Masjid yang tidak qunut waktu subuh disebut wahhabi, jika tidak ikut maulid dan tahlilan disebut wahhabi. Jika ada yang berjubah di atas mata kaki disebut wahhabi, jika ada lembaga yang mengajak kepada aqidah dengan pendekatan kitab dan sunnah semata dianggap wahhabi.

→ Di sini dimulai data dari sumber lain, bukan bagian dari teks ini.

use axum::{
    Json,
    http::StatusCode,
    response::{IntoResponse, Response},
};
use serde::Serialize;
use thiserror::Error;

/// Request-level error taxonomy shared by all handlers.
///
/// Client-facing variants carry a structured reason back to the caller.
/// Upstream failures (store, gateway) are logged with full detail and
/// returned as a generic message so no internal error text leaks.
#[derive(Debug, Error)]
pub enum AppError {
    #[error("Validation error: {0}")]
    ValidationError(#[from] validator::ValidationErrors),

    #[error("Bad request: {0}")]
    BadRequest(anyhow::Error),

    #[error("Invalid signature")]
    InvalidSignature,

    #[error("Not found: {0}")]
    NotFound(anyhow::Error),

    #[error("Unauthenticated: {0}")]
    Unauthenticated(anyhow::Error),

    #[error("Conflict: {0}")]
    Conflict(anyhow::Error),

    #[error("Invalid token: {0}")]
    InvalidToken(#[from] jsonwebtoken::errors::Error),

    #[error("Database error: {0}")]
    DatabaseError(#[from] mongodb::error::Error),

    #[error("Payment gateway error: {0}")]
    GatewayError(anyhow::Error),

    #[error("Internal server error: {0}")]
    InternalError(#[from] anyhow::Error),
}

impl IntoResponse for AppError {
    fn into_response(self) -> Response {
        #[derive(Serialize)]
        struct ErrorResponse {
            error: String,
            #[serde(skip_serializing_if = "Option::is_none")]
            details: Option<String>,
        }

        let (status, error_message, details) = match self {
            AppError::ValidationError(err) => (
                StatusCode::BAD_REQUEST,
                "Validation error".to_string(),
                Some(err.to_string()),
            ),
            AppError::BadRequest(err) => (StatusCode::BAD_REQUEST, err.to_string(), None),
            AppError::InvalidSignature => (
                StatusCode::BAD_REQUEST,
                "Invalid payment signature".to_string(),
                None,
            ),
            AppError::NotFound(err) => (StatusCode::NOT_FOUND, err.to_string(), None),
            AppError::Unauthenticated(err) => {
                (StatusCode::UNAUTHORIZED, err.to_string(), None)
            }
            AppError::Conflict(err) => (StatusCode::CONFLICT, err.to_string(), None),
            AppError::InvalidToken(err) => {
                tracing::warn!(error = %err, "Bearer token rejected");
                (
                    StatusCode::UNAUTHORIZED,
                    "Invalid token".to_string(),
                    None,
                )
            }
            AppError::DatabaseError(err) => {
                tracing::error!(error = %err, "Database error");
                (
                    StatusCode::INTERNAL_SERVER_ERROR,
                    "Internal server error".to_string(),
                    None,
                )
            }
            AppError::GatewayError(err) => {
                tracing::error!(error = %err, "Payment gateway error");
                (
                    StatusCode::INTERNAL_SERVER_ERROR,
                    "Payment gateway error".to_string(),
                    None,
                )
            }
            AppError::InternalError(err) => {
                tracing::error!(error = ?err, "Internal error");
                (
                    StatusCode::INTERNAL_SERVER_ERROR,
                    "Internal server error".to_string(),
                    None,
                )
            }
        };

        (
            status,
            Json(ErrorResponse {
                error: error_message,
                details,
            }),
        )
            .into_response()
    }
}

#[cfg(test)]
mod tests {
    use super::*;

    #[test]
    fn client_facing_variants_map_to_4xx() {
        let cases = [
            (
                AppError::BadRequest(anyhow::anyhow!("missing field")),
                StatusCode::BAD_REQUEST,
            ),
            (AppError::InvalidSignature, StatusCode::BAD_REQUEST),
            (
                AppError::NotFound(anyhow::anyhow!("no such item")),
                StatusCode::NOT_FOUND,
            ),
            (
                AppError::Unauthenticated(anyhow::anyhow!("no header")),
                StatusCode::UNAUTHORIZED,
            ),
            (
                AppError::Conflict(anyhow::anyhow!("already paid")),
                StatusCode::CONFLICT,
            ),
        ];

        for (err, expected) in cases {
            let response = err.into_response();
            assert_eq!(response.status(), expected);
        }
    }

    #[test]
    fn upstream_failures_do_not_leak_detail() {
        let err = AppError::GatewayError(anyhow::anyhow!("secret upstream detail"));
        let response = err.into_response();
        assert_eq!(response.status(), StatusCode::INTERNAL_SERVER_ERROR);
    }
}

Saya menangkap adanya politisasi dan generalisasi wahhabi. Bagaimana seharusnya saya menyikapi hal ini ustaz?

Waskito - Solo

Wa’alaikumsalam wr. wb,

Terminologi ‘wahhabi’ dinisbatkan kepada seorang tokoh ulama dari tanah Arab yang bernama lengkap Muhammad bin Abdul Wahhab At-Tamimi Al-Najdi, dari Saudi Arabia. Kata wahhabi adalah nama belakang atau nama orang tua beliau, nama beliau sendiri adalah Muhammad.

Generalisasi label Wahhabi yang berkonotasi ‘negatif’ telah berlangsung lama, hal ini disebabkan oleh gerakan dakwah beliau yang didukung oleh Raja Abdul Aziz penguasa dari Dir’iyyah yang tidak diterima di hati sebagian ummat Islam pada  masa itu.

Sikap dakwah yang tidak dapat menolerir sedikitpun pada berbagai bentuk syirik, tahayul,  bid’ah dan khurafat yang menjangkiti umat Islam di sekitar jazirah Arab pada waktu itu.

Gejala generalisasi label Wahhabi sudah lama dijadikan alat untuk menyudutkan orang yang tidak sependapat dalam pemahaman dan metode dakwah, bahkan digunakan pula untuk kepentingan politik sesaat.

Hal ini terekam pada tulisan Buya Hamka dalam bukunya 'Dari Perbendaharaan Lama'. Beliau mengatakan, “Seketika terjadi Pemilihan Umum , orang telah menyebut-nyebut kembali yang baru lalu, untuk alat kampanye, nama “Wahhabi.”

Ada yang mengatakan Masyumi adalah Wahhabi, sebab itu jangan pilih orang Masyumi. Pihak komunis pernah turut-turut pula menyebut-nyebut Wahhabi dan mengatakan bahwa Wahhabi itu dahulu telah datang ke Sumatera.

Dan orang-orang Sumatera yang memperjuangkan Islam di tanah Jawa ini adalah dari keturunan kaum Wahhabi.''

Akar permasalahan  kebencian pada Wahhabi di Indonesia lebih kapada soal metode dakwah kelompok ini yang cenderung mudah menuduh kelompok islam lain telah melakukan bid’ah atau bahkan menyatakan mereka sesat dan kafir.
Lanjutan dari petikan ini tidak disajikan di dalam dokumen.